MADRZYKOWSKI: You know, there were still cars in the parking lot from victims. Family members and friends of victims were coming by to leave flowers and teddy bears, and you know, collect the vehicles. And needless to say, with the rain and whatnot, it was quite the setting for, deservedly so, a lot of sadness and grieving. We collected the information we could. We made measurements the best we could so that we could develop a simulation and re-creation of this fire so we could get a better understanding.
The understanding they reached was pretty simple: The pyrotechnics ignited some polyurethane foam insulation — soundproofing, Madryzkowski says, that the club put up in response to neighbors’ complaints about noise. The exits were hard to get to. There weren’t any sprinklers. Nobody at the club had a fire plan. After the Station fire, Rhode Island changed its codes. Simple things, like … posting exit signs near the floor, so if you’re crawling through smoke, you can find your way out. They ditched a “grandfather clause” that exempted old buildings from modern safety requirements like sprinklers. Things catch on fire sometimes; that probably is not going to change anytime soon. But people dying in the flames? To a modern fire scientist like Madrzykowski, even 3,000 deaths a year is unacceptable.
MADRZYKOWSKI: That’s still too many. I mean that’s a terrible way to go, and the cost of fire continues to go up.
Something as bad as the Station fire, with its big fatality count — it’s bound to grab the headlines. But do you know the median number of deaths in a fatal fire in America? It’s one. More than half of all fatal fires in the U.S. have just one fatality. And 85 percent of fatal fires happen not in a nightclub or an office building or a school — but at home. That’s where Dan Madrzykowski is trying to help.

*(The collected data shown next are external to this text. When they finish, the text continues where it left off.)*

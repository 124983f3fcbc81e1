//! Product-shot vignette: a metallic slab on a dark floor, three light
//! sources, and a translucent cone faking a volumetric beam. The centerpiece
//! scales in with an exponential ease while the camera settles.

use bevy::prelude::*;

use rendering::camera::OrbitCamera;

const INTRO_SECS: f32 = 1.6;
const INTRO_START_DISTANCE: f32 = 18.0;
const INTRO_END_DISTANCE: f32 = 6.0;

pub struct ShowcasePlugin;

impl Plugin for ShowcasePlugin {
    fn build(&self, app: &mut App) {
        app.insert_resource(OrbitCamera {
            focus: Vec3::new(0.0, 0.8, 0.0),
            yaw: 0.5,
            pitch: 0.35,
            distance: INTRO_START_DISTANCE,
        })
        .add_systems(Startup, setup_showcase)
        .add_systems(Update, run_intro_tween);
    }
}

/// Scale-in animation on the centerpiece, paired with a camera dolly.
#[derive(Component)]
struct IntroTween {
    elapsed: f32,
}

fn setup_showcase(
    mut commands: Commands,
    mut meshes: ResMut<Assets<Mesh>>,
    mut materials: ResMut<Assets<StandardMaterial>>,
) {
    commands.insert_resource(ClearColor(Color::srgb(0.02, 0.02, 0.03)));
    commands.insert_resource(AmbientLight {
        color: Color::WHITE,
        brightness: 25.0,
    });

    // Centerpiece.
    commands.spawn((
        Mesh3d(meshes.add(Cuboid::new(1.5, 1.0, 1.5))),
        MeshMaterial3d(materials.add(StandardMaterial {
            base_color: Color::srgb_u8(0x55, 0x7f, 0xa3),
            metallic: 0.6,
            perceptual_roughness: 0.2,
            ..default()
        })),
        Transform::from_xyz(0.0, 0.5, 0.0).with_scale(Vec3::ZERO),
        IntroTween { elapsed: 0.0 },
    ));

    // Floor.
    commands.spawn((
        Mesh3d(meshes.add(Plane3d::new(Vec3::Y, Vec2::splat(15.0)))),
        MeshMaterial3d(materials.add(StandardMaterial {
            base_color: Color::srgb(0.08, 0.08, 0.1),
            perceptual_roughness: 0.4,
            metallic: 0.2,
            ..default()
        })),
    ));

    commands.spawn((
        DirectionalLight {
            illuminance: 3_000.0,
            shadows_enabled: true,
            ..default()
        },
        Transform::from_xyz(4.0, 8.0, 4.0).looking_at(Vec3::ZERO, Vec3::Y),
    ));
    commands.spawn((
        PointLight {
            color: Color::srgb(0.9, 0.7, 0.5),
            intensity: 300_000.0,
            range: 20.0,
            ..default()
        },
        Transform::from_xyz(-4.0, 3.0, -2.0),
    ));
    commands.spawn((
        SpotLight {
            color: Color::srgb(0.8, 0.9, 1.0),
            intensity: 1_500_000.0,
            range: 25.0,
            inner_angle: std::f32::consts::PI / 16.0,
            outer_angle: std::f32::consts::PI / 10.0,
            shadows_enabled: true,
            ..default()
        },
        Transform::from_xyz(0.0, 8.0, 3.0).looking_at(Vec3::new(0.0, 0.5, 0.0), Vec3::Y),
    ));

    // Translucent cone under the spot; sells the beam without volumetrics.
    commands.spawn((
        Mesh3d(meshes.add(Cone {
            radius: 2.2,
            height: 7.5,
        })),
        MeshMaterial3d(materials.add(StandardMaterial {
            base_color: Color::srgba(0.8, 0.9, 1.0, 0.06),
            unlit: true,
            alpha_mode: AlphaMode::Blend,
            ..default()
        })),
        Transform::from_xyz(0.0, 4.25, 1.5).with_rotation(Quat::from_rotation_arc(
            Vec3::Y,
            Vec3::new(0.0, 7.5, 3.0).normalize(),
        )),
    ));
}

/// Exponential ease-out, matching the feel of a title-card reveal.
fn expo_out(t: f32) -> f32 {
    if t >= 1.0 {
        1.0
    } else {
        1.0 - (2.0f32).powf(-10.0 * t)
    }
}

fn run_intro_tween(
    time: Res<Time>,
    mut orbit: ResMut<OrbitCamera>,
    mut tweens: Query<(&mut IntroTween, &mut Transform)>,
) {
    for (mut tween, mut transform) in &mut tweens {
        if tween.elapsed >= INTRO_SECS {
            continue;
        }
        tween.elapsed += time.delta_secs();
        let t = (tween.elapsed / INTRO_SECS).min(1.0);
        transform.scale = Vec3::splat(expo_out(t));
        // Camera eases in over the same window; presets take over afterwards.
        orbit.distance =
            INTRO_START_DISTANCE + (INTRO_END_DISTANCE - INTRO_START_DISTANCE) * (t * t);
    }
}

MADRZYKOWSKI: Sort of the ultimate thing right now for residential occupancies are residential sprinklers. The big difference between a smoke alarm system and a sprinkler system is the sprinkler system controls the hazard; it starts to shut the fire down. It reduces the amount of toxic gas that’s being produced. It reduces the amount of heat that’s being produced, and it gives the firefighters a better environment to work in when they get there to save your home or to save anyone who’s still trapped in an apartment building, in an adjacent apartment, or things like that.

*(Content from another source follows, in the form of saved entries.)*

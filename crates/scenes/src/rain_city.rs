//! Cyberpunk street in the rain.
//!
//! The full effects stack runs here: the rain particle pool, two flickering
//! neon signs, and the thunder flash state machine, plus a GLTF figure that
//! walks up the street toward the camera. Heavy fog and a dim blue moon keep
//! the street dark enough for the neon to carry the scene.

use bevy::pbr::{DistanceFog, FogFalloff};
use bevy::prelude::*;
use rand::Rng;

use effects::config::{EffectsSettings, ThunderConfig};
use effects::rng::EffectsRng;
use rendering::camera::{setup_camera, OrbitCamera};
use rendering::{assets, audio, neon_render, rain_render, thunder_render};

/// Units per second (0.1 units per frame at the 60 FPS baseline).
const WALKER_SPEED: f32 = 6.0;
/// The walker stops this close to the camera end of the street.
const WALKER_TARGET_Z: f32 = 10.0;

pub struct RainCityPlugin;

impl Plugin for RainCityPlugin {
    fn build(&self, app: &mut App) {
        app.insert_resource(EffectsSettings {
            thunder: ThunderConfig::storm(),
            ..default()
        })
        .insert_resource(OrbitCamera {
            focus: Vec3::new(0.0, 3.0, 0.0),
            yaw: 0.0,
            pitch: 0.18,
            distance: 30.0,
        })
        .add_systems(
            Startup,
            (
                setup_atmosphere.after(setup_camera),
                spawn_street,
                spawn_lighting,
                rain_render::spawn_rain,
                spawn_walker_and_ambience,
            ),
        )
        .add_systems(Update, walker_approach);
    }
}

/// Fog, clear color, ambient fill, and the moon.
fn setup_atmosphere(mut commands: Commands, camera: Query<Entity, With<Camera3d>>) {
    let night = Color::srgb(0.05, 0.05, 0.06);
    commands.insert_resource(ClearColor(night));
    commands.insert_resource(AmbientLight {
        color: Color::srgb(0.38, 0.42, 0.5),
        brightness: 80.0,
    });
    if let Ok(entity) = camera.get_single() {
        commands.entity(entity).insert(DistanceFog {
            color: night,
            falloff: FogFalloff::Linear {
                start: 10.0,
                end: 80.0,
            },
            ..default()
        });
    }

    // Moonlight, cold and steep, the only shadow caster besides the lamps.
    commands.spawn((
        DirectionalLight {
            color: Color::srgb_u8(128, 144, 160),
            illuminance: 2_000.0,
            shadows_enabled: true,
            ..default()
        },
        Transform::from_xyz(-15.0, 30.0, -15.0).looking_at(Vec3::ZERO, Vec3::Y),
    ));
}

/// Street, walls, windows, drain grates, puddles.
fn spawn_street(
    mut commands: Commands,
    mut meshes: ResMut<Assets<Mesh>>,
    mut materials: ResMut<Assets<StandardMaterial>>,
    mut rng: ResMut<EffectsRng>,
) {
    let asphalt = materials.add(StandardMaterial {
        base_color: Color::srgb(0.055, 0.051, 0.047),
        metallic: 0.95,
        perceptual_roughness: 0.15,
        ..default()
    });
    commands.spawn((
        Mesh3d(meshes.add(Plane3d::new(Vec3::Y, Vec2::new(10.0, 50.0)))),
        MeshMaterial3d(asphalt),
        Transform::IDENTITY,
    ));

    let wall = materials.add(StandardMaterial {
        base_color: Color::srgb(0.067, 0.067, 0.067),
        metallic: 0.95,
        perceptual_roughness: 0.15,
        ..default()
    });
    let wall_mesh = meshes.add(Cuboid::new(1.0, 10.0, 100.0));
    for x in [-10.5, 10.5] {
        commands.spawn((
            Mesh3d(wall_mesh.clone()),
            MeshMaterial3d(wall.clone()),
            Transform::from_xyz(x, 5.0, 0.0),
        ));
    }

    // Lit windows along both walls.
    let window = materials.add(StandardMaterial {
        base_color: Color::srgb(0.53, 0.53, 0.53),
        emissive: LinearRgba::rgb(0.27, 0.27, 0.27) * 0.5,
        metallic: 0.8,
        perceptual_roughness: 0.2,
        ..default()
    });
    let window_mesh = meshes.add(Cuboid::new(0.05, 2.0, 1.5));
    for z in [-20.0, -10.0, 0.0, 10.0, 20.0] {
        for x in [-10.0, 10.0] {
            commands.spawn((
                Mesh3d(window_mesh.clone()),
                MeshMaterial3d(window.clone()),
                Transform::from_xyz(x, 6.0, z),
            ));
        }
    }

    // Drain grates.
    let grate = materials.add(StandardMaterial {
        base_color: Color::srgb(0.27, 0.27, 0.27),
        metallic: 0.9,
        perceptual_roughness: 0.8,
        ..default()
    });
    let grate_mesh = meshes.add(Plane3d::new(Vec3::Y, Vec2::splat(0.75)));
    for (x, z) in [(-6.0, -10.0), (6.0, 12.0)] {
        commands.spawn((
            Mesh3d(grate_mesh.clone()),
            MeshMaterial3d(grate.clone()),
            Transform::from_xyz(x, 0.02, z),
        ));
    }

    rain_render::spawn_puddles(
        &mut commands,
        &mut meshes,
        &mut materials,
        &mut rng.0,
        &[
            Vec3::new(-3.0, 0.01, -15.0),
            Vec3::new(3.0, 0.01, 15.0),
            Vec3::new(0.0, 0.01, 5.0),
            Vec3::new(5.0, 0.01, -5.0),
            Vec3::new(-5.0, 0.01, 0.0),
            Vec3::new(7.0, 0.01, -18.0),
        ],
    );
}

/// Street lamps, the two neon signs, and the thunder flash rig.
fn spawn_lighting(
    mut commands: Commands,
    mut meshes: ResMut<Assets<Mesh>>,
    mut materials: ResMut<Assets<StandardMaterial>>,
    mut rng: ResMut<EffectsRng>,
) {
    for (x, z) in [(-5.0, -15.0), (5.0, 15.0)] {
        spawn_street_lamp(&mut commands, &mut meshes, &mut materials, x, 10.0, z);
    }

    // Signs start at random phases so they never flicker in lockstep.
    neon_render::spawn_neon_sign(
        &mut commands,
        &mut meshes,
        &mut materials,
        Vec3::new(7.0, 6.0, -10.0),
        Color::srgb(0.0, 1.0, 1.0),
        250.0,
        10.0,
        rng.0.gen::<f32>() * 100.0,
    );
    neon_render::spawn_neon_sign(
        &mut commands,
        &mut meshes,
        &mut materials,
        Vec3::new(-7.0, 6.0, 10.0),
        Color::srgb_u8(255, 26, 117),
        250.0,
        10.0,
        rng.0.gen::<f32>() * 100.0,
    );

    thunder_render::spawn_thunder_rig(&mut commands, &mut meshes, &mut materials);
}

fn spawn_street_lamp(
    commands: &mut Commands,
    meshes: &mut Assets<Mesh>,
    materials: &mut Assets<StandardMaterial>,
    x: f32,
    height: f32,
    z: f32,
) {
    let warm = Color::srgb_u8(255, 214, 165);

    commands.spawn((
        SpotLight {
            color: warm,
            intensity: 1_500_000.0,
            range: 50.0,
            inner_angle: std::f32::consts::PI / 10.0,
            outer_angle: std::f32::consts::PI / 7.0,
            shadows_enabled: true,
            ..default()
        },
        Transform::from_xyz(x, height, z).looking_at(Vec3::new(x, 0.0, z), Vec3::Z),
    ));

    // Soft glow right under the lamp head.
    commands.spawn((
        PointLight {
            color: Color::srgb_u8(255, 183, 116),
            intensity: 30_000.0,
            range: 8.0,
            ..default()
        },
        Transform::from_xyz(x, height - 0.5, z),
    ));

    let post = materials.add(StandardMaterial {
        base_color: Color::srgb(0.2, 0.2, 0.2),
        metallic: 0.5,
        perceptual_roughness: 0.7,
        ..default()
    });
    commands.spawn((
        Mesh3d(meshes.add(Cylinder::new(0.2, height))),
        MeshMaterial3d(post),
        Transform::from_xyz(x, height / 2.0, z),
    ));

    let head = materials.add(StandardMaterial {
        base_color: Color::srgb(0.8, 0.8, 0.8),
        emissive: warm.to_linear() * 5.0,
        metallic: 0.8,
        perceptual_roughness: 0.2,
        ..default()
    });
    commands.spawn((
        Mesh3d(meshes.add(Sphere::new(0.5))),
        MeshMaterial3d(head),
        Transform::from_xyz(x, height, z),
    ));
}

/// The figure walking up the street.
#[derive(Component)]
struct Walker;

fn spawn_walker_and_ambience(mut commands: Commands, asset_server: Res<AssetServer>) {
    commands.spawn((
        Walker,
        SceneRoot(assets::gltf_scene(&asset_server, "models/walker.glb")),
        Transform::from_xyz(0.0, 0.0, -80.0).with_scale(Vec3::splat(2.0)),
    ));

    audio::spawn_looping_ambience(&mut commands, &asset_server, "audio/rain.ogg");
}

fn walker_approach(time: Res<Time>, mut walkers: Query<&mut Transform, With<Walker>>) {
    for mut transform in &mut walkers {
        if transform.translation.z < WALKER_TARGET_Z {
            transform.translation.z =
                (transform.translation.z + WALKER_SPEED * time.delta_secs()).min(WALKER_TARGET_Z);
        }
    }
}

DUBNER: So, Dan, if you were in charge of the world, or at least this country for a little while, would you want every home in America to have to have a sprinkler system?
MADRZYKOWSKI: That would certainly be the direction, and there are many counties and states that are moving in that direction. At the same time, even though the national model codes have called for sprinklers in the home, local authorities can say we’re not going to adopt that part of the model. So, just recently in Pennsylvania, just the other day, they voted to not accept the residential construction code as it is with the sprinkler requirement in it. They’re going to defer implementing the sprinkler requirement in all new homes in that state. On the other hand, California just adopted the regulation, and every new home in California will have sprinklers in it, automatic fire sprinklers.
So the trend is coming, it’s coming. One of your challenges is fire is also a bit of a socio-economic problem. If you’re poor, if you’re very young under 5, or if you’re elderly over 65, you have a higher chance of dying in fire than the rest of the population in the United States.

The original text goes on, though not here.